── PROVIDED INFORMATION ──

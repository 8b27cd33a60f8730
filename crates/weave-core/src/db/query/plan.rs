use crate::{
    db::query::Query,
    error::InternalError,
    model::{RelationDef, SchemaCatalog},
};

///
/// EagerLoadSpec
///
/// Caller-supplied relation paths to load alongside root records.
///
/// Paths are dotted relation names ("Images.Tags") or the equivalent nested
/// form built with [`EagerLoadSpec::nest`]. Constraints attached to a path
/// apply to the deepest node of that path. Explicit paths may revisit a
/// model (`Images.Tags.Images.Tags`); each spelled-out segment is one
/// level, so recursion is bounded by the caller.
///

#[derive(Clone, Debug, Default, PartialEq)]
pub struct EagerLoadSpec {
    paths: Vec<EagerPath>,
}

#[derive(Clone, Debug, PartialEq)]
struct EagerPath {
    segments: Vec<String>,
    constraints: Option<Query>,
}

impl EagerLoadSpec {
    #[must_use]
    pub fn new() -> Self {
        Self::default()
    }

    /// Add a dotted relation path.
    #[must_use]
    pub fn path(mut self, dotted: &str) -> Self {
        self.paths.push(EagerPath {
            segments: split_path(dotted),
            constraints: None,
        });
        self
    }

    /// Add a dotted relation path whose deepest node is constrained.
    #[must_use]
    pub fn path_with(mut self, dotted: &str, constraints: Query) -> Self {
        self.paths.push(EagerPath {
            segments: split_path(dotted),
            constraints: Some(constraints),
        });
        self
    }

    /// Add `relation` and, beneath it, every path of `inner`.
    #[must_use]
    pub fn nest(self, relation: &str, inner: Self) -> Self {
        self.nest_inner(relation, None, inner)
    }

    /// Like [`EagerLoadSpec::nest`], constraining the `relation` node itself.
    #[must_use]
    pub fn nest_with(self, relation: &str, constraints: Query, inner: Self) -> Self {
        self.nest_inner(relation, Some(constraints), inner)
    }

    fn nest_inner(mut self, relation: &str, constraints: Option<Query>, inner: Self) -> Self {
        let prefix = split_path(relation);
        self.paths.push(EagerPath {
            segments: prefix.clone(),
            constraints,
        });
        for path in inner.paths {
            let mut segments = prefix.clone();
            segments.extend(path.segments);
            self.paths.push(EagerPath {
                segments,
                constraints: path.constraints,
            });
        }
        self
    }

    #[must_use]
    pub const fn is_empty(&self) -> bool {
        self.paths.is_empty()
    }

    /// Paths in dotted form, in declaration order.
    #[must_use]
    pub fn paths(&self) -> Vec<String> {
        self.paths.iter().map(|p| p.segments.join(".")).collect()
    }
}

impl From<&str> for EagerLoadSpec {
    fn from(dotted: &str) -> Self {
        Self::new().path(dotted)
    }
}

impl<'a> FromIterator<&'a str> for EagerLoadSpec {
    fn from_iter<I: IntoIterator<Item = &'a str>>(iter: I) -> Self {
        iter.into_iter().fold(Self::new(), Self::path)
    }
}

fn split_path(dotted: &str) -> Vec<String> {
    dotted.split('.').map(|s| s.trim().to_string()).collect()
}

///
/// EagerLoadPlan
///
/// Validated, finite tree of relations to load, rooted at one model.
/// Siblings keep the order in which paths first named them.
///

#[derive(Clone, Debug, PartialEq)]
pub struct EagerLoadPlan {
    pub model: String,
    pub nodes: Vec<PlanNode>,
}

///
/// PlanNode
///
/// One relation to load for every record produced by the parent level.
///

#[derive(Clone, Debug, PartialEq)]
pub struct PlanNode {
    /// Model that declares `relation`.
    pub owner: String,
    pub relation: RelationDef,
    /// Constraints merged from every path ending at this node.
    pub constraints: Query,
    pub children: Vec<Self>,
}

impl PlanNode {
    fn new(owner: &str, relation: RelationDef) -> Self {
        Self {
            owner: owner.to_string(),
            relation,
            constraints: Query::default(),
            children: Vec::new(),
        }
    }
}

impl EagerLoadPlan {
    /// Plan that loads nothing beyond the root records.
    #[must_use]
    pub fn empty(model: impl Into<String>) -> Self {
        Self {
            model: model.into(),
            nodes: Vec::new(),
        }
    }

    /// Resolve every path against the catalog.
    ///
    /// Fails with an unknown-relationship error before any fetch happens.
    pub fn compile(
        catalog: &SchemaCatalog,
        root: &str,
        spec: &EagerLoadSpec,
    ) -> Result<Self, InternalError> {
        catalog.model(root)?;

        let mut nodes = Vec::new();
        for path in &spec.paths {
            insert_path(
                catalog,
                root,
                &mut nodes,
                &path.segments,
                path.constraints.as_ref(),
            )?;
        }

        Ok(Self {
            model: root.to_string(),
            nodes,
        })
    }

    #[must_use]
    pub const fn is_empty(&self) -> bool {
        self.nodes.is_empty()
    }

    /// Total number of relation nodes (one batched fetch each).
    #[must_use]
    pub fn node_count(&self) -> usize {
        fn count(nodes: &[PlanNode]) -> usize {
            nodes.iter().map(|n| 1 + count(&n.children)).sum()
        }
        count(&self.nodes)
    }

    /// Longest root-to-leaf relation chain.
    #[must_use]
    pub fn depth(&self) -> usize {
        fn depth(nodes: &[PlanNode]) -> usize {
            nodes.iter().map(|n| 1 + depth(&n.children)).max().unwrap_or(0)
        }
        depth(&self.nodes)
    }
}

fn insert_path(
    catalog: &SchemaCatalog,
    owner: &str,
    nodes: &mut Vec<PlanNode>,
    segments: &[String],
    constraints: Option<&Query>,
) -> Result<(), InternalError> {
    let Some((head, rest)) = segments.split_first() else {
        return Ok(());
    };
    let relation = catalog.relationship(owner, head)?;

    let position = match nodes.iter().position(|n| n.relation.name == *head) {
        Some(position) => position,
        None => {
            nodes.push(PlanNode::new(owner, relation.clone()));
            nodes.len() - 1
        }
    };
    let node = &mut nodes[position];

    if rest.is_empty() {
        if let Some(constraints) = constraints {
            node.constraints.merge(constraints);
        }
        return Ok(());
    }

    insert_path(
        catalog,
        &relation.target,
        &mut node.children,
        rest,
        constraints,
    )
}

///
/// TESTS
///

───

• **WORK REQUEST**: Go through the material and write each line out again exactly.

• **WRITTEN SOLUTION**:
repository 8b27cd33a60f8730
filename crates/weave-core/src/db/query/plan.rs
use crate::{
    db::query::Query,
    error::InternalError,
    model::{RelationDef, SchemaCatalog},
};

///
/// EagerLoadSpec
///
/// Caller-supplied relation paths to load alongside root records.
///
/// Paths are dotted relation names ("Images.Tags") or the equivalent nested
/// form built with [`EagerLoadSpec::nest`]. Constraints attached to a path
/// apply to the deepest node of that path. Explicit paths may revisit a
/// model (`Images.Tags.Images.Tags`); each spelled-out segment is one
/// level, so recursion is bounded by the caller.
///

#[derive(Clone, Debug, Default, PartialEq)]
pub struct EagerLoadSpec {
    paths: Vec<EagerPath>,
}

#[derive(Clone, Debug, PartialEq)]
struct EagerPath {
    segments: Vec<String>,
    constraints: Option<Query>,
}

impl EagerLoadSpec {
    #[must_use]
    pub fn new() -> Self {
        Self::default()
    }

    /// Add a dotted relation path.
    #[must_use]
    pub fn path(mut self, dotted: &str) -> Self {
        self.paths.push(EagerPath {
            segments: split_path(dotted),
            constraints: None,
        });
        self
    }

    /// Add a dotted relation path whose deepest node is constrained.
    #[must_use]
    pub fn path_with(mut self, dotted: &str, constraints: Query) -> Self {
        self.paths.push(EagerPath {
            segments: split_path(dotted),
            constraints: Some(constraints),
        });
        self
    }

    /// Add `relation` and, beneath it, every path of `inner`.
    #[must_use]
    pub fn nest(self, relation: &str, inner: Self) -> Self {
        self.nest_inner(relation, None, inner)
    }

    /// Like [`EagerLoadSpec::nest`], constraining the `relation` node itself.
    #[must_use]
    pub fn nest_with(self, relation: &str, constraints: Query, inner: Self) -> Self {
        self.nest_inner(relation, Some(constraints), inner)
    }

    fn nest_inner(mut self, relation: &str, constraints: Option<Query>, inner: Self) -> Self {
        let prefix = split_path(relation);
        self.paths.push(EagerPath {
            segments: prefix.clone(),
            constraints,
        });
        for path in inner.paths {
            let mut segments = prefix.clone();
            segments.extend(path.segments);
            self.paths.push(EagerPath {
                segments,
                constraints: path.constraints,
            });
        }
        self
    }

    #[must_use]
    pub const fn is_empty(&self) -> bool {
        self.paths.is_empty()
    }

    /// Paths in dotted form, in declaration order.
    #[must_use]
    pub fn paths(&self) -> Vec<String> {
        self.paths.iter().map(|p| p.segments.join(".")).collect()
    }
}

impl From<&str> for EagerLoadSpec {
    fn from(dotted: &str) -> Self {
        Self::new().path(dotted)
    }
}

impl<'a> FromIterator<&'a str> for EagerLoadSpec {
    fn from_iter<I: IntoIterator<Item = &'a str>>(iter: I) -> Self {
        iter.into_iter().fold(Self::new(), Self::path)
    }
}

fn split_path(dotted: &str) -> Vec<String> {
    dotted.split('.').map(|s| s.trim().to_string()).collect()
}

///
/// EagerLoadPlan
///
/// Validated, finite tree of relations to load, rooted at one model.
/// Siblings keep the order in which paths first named them.
///

#[derive(Clone, Debug, PartialEq)]
pub struct EagerLoadPlan {
    pub model: String,
    pub nodes: Vec<PlanNode>,
}

///
/// PlanNode
///
/// One relation to load for every record produced by the parent level.
///

#[derive(Clone, Debug, PartialEq)]
pub struct PlanNode {
    /// Model that declares `relation`.
    pub owner: String,
    pub relation: RelationDef,
    /// Constraints merged from every path ending at this node.
    pub constraints: Query,
    pub children: Vec<Self>,
}

impl PlanNode {
    fn new(owner: &str, relation: RelationDef) -> Self {
        Self {
            owner: owner.to_string(),
            relation,
            constraints: Query::default(),
            children: Vec::new(),
        }
    }
}

impl EagerLoadPlan {
    /// Plan that loads nothing beyond the root records.
    #[must_use]
    pub fn empty(model: impl Into<String>) -> Self {
        Self {
            model: model.into(),
            nodes: Vec::new(),
        }
    }

    /// Resolve every path against the catalog.
    ///
    /// Fails with an unknown-relationship error before any fetch happens.
    pub fn compile(
        catalog: &SchemaCatalog,
        root: &str,
        spec: &EagerLoadSpec,
    ) -> Result<Self, InternalError> {
        catalog.model(root)?;

        let mut nodes = Vec::new();
        for path in &spec.paths {
            insert_path(
                catalog,
                root,
                &mut nodes,
                &path.segments,
                path.constraints.as_ref(),
            )?;
        }

        Ok(Self {
            model: root.to_string(),
            nodes,
        })
    }

    #[must_use]
    pub const fn is_empty(&self) -> bool {
        self.nodes.is_empty()
    }

    /// Total number of relation nodes (one batched fetch each).
    #[must_use]
    pub fn node_count(&self) -> usize {
        fn count(nodes: &[PlanNode]) -> usize {
            nodes.iter().map(|n| 1 + count(&n.children)).sum()
        }
        count(&self.nodes)
    }

    /// Longest root-to-leaf relation chain.
    #[must_use]
    pub fn depth(&self) -> usize {
        fn depth(nodes: &[PlanNode]) -> usize {
            nodes.iter().map(|n| 1 + depth(&n.children)).max().unwrap_or(0)
        }
        depth(&self.nodes)
    }
}

fn insert_path(
    catalog: &SchemaCatalog,
    owner: &str,
    nodes: &mut Vec<PlanNode>,
    segments: &[String],
    constraints: Option<&Query>,
) -> Result<(), InternalError> {
    let Some((head, rest)) = segments.split_first() else {
        return Ok(());
    };
    let relation = catalog.relationship(owner, head)?;

    let position = match nodes.iter().position(|n| n.relation.name == *head) {
        Some(position) => position,
        None => {
            nodes.push(PlanNode::new(owner, relation.clone()));
            nodes.len() - 1
        }
    };
    let node = &mut nodes[position];

    if rest.is_empty() {
        if let Some(constraints) = constraints {
            node.constraints.merge(constraints);
        }
        return Ok(());
    }

    insert_path(
        catalog,
        &relation.target,
        &mut node.children,
        rest,
        constraints,
    )
}

///
/// TESTS
///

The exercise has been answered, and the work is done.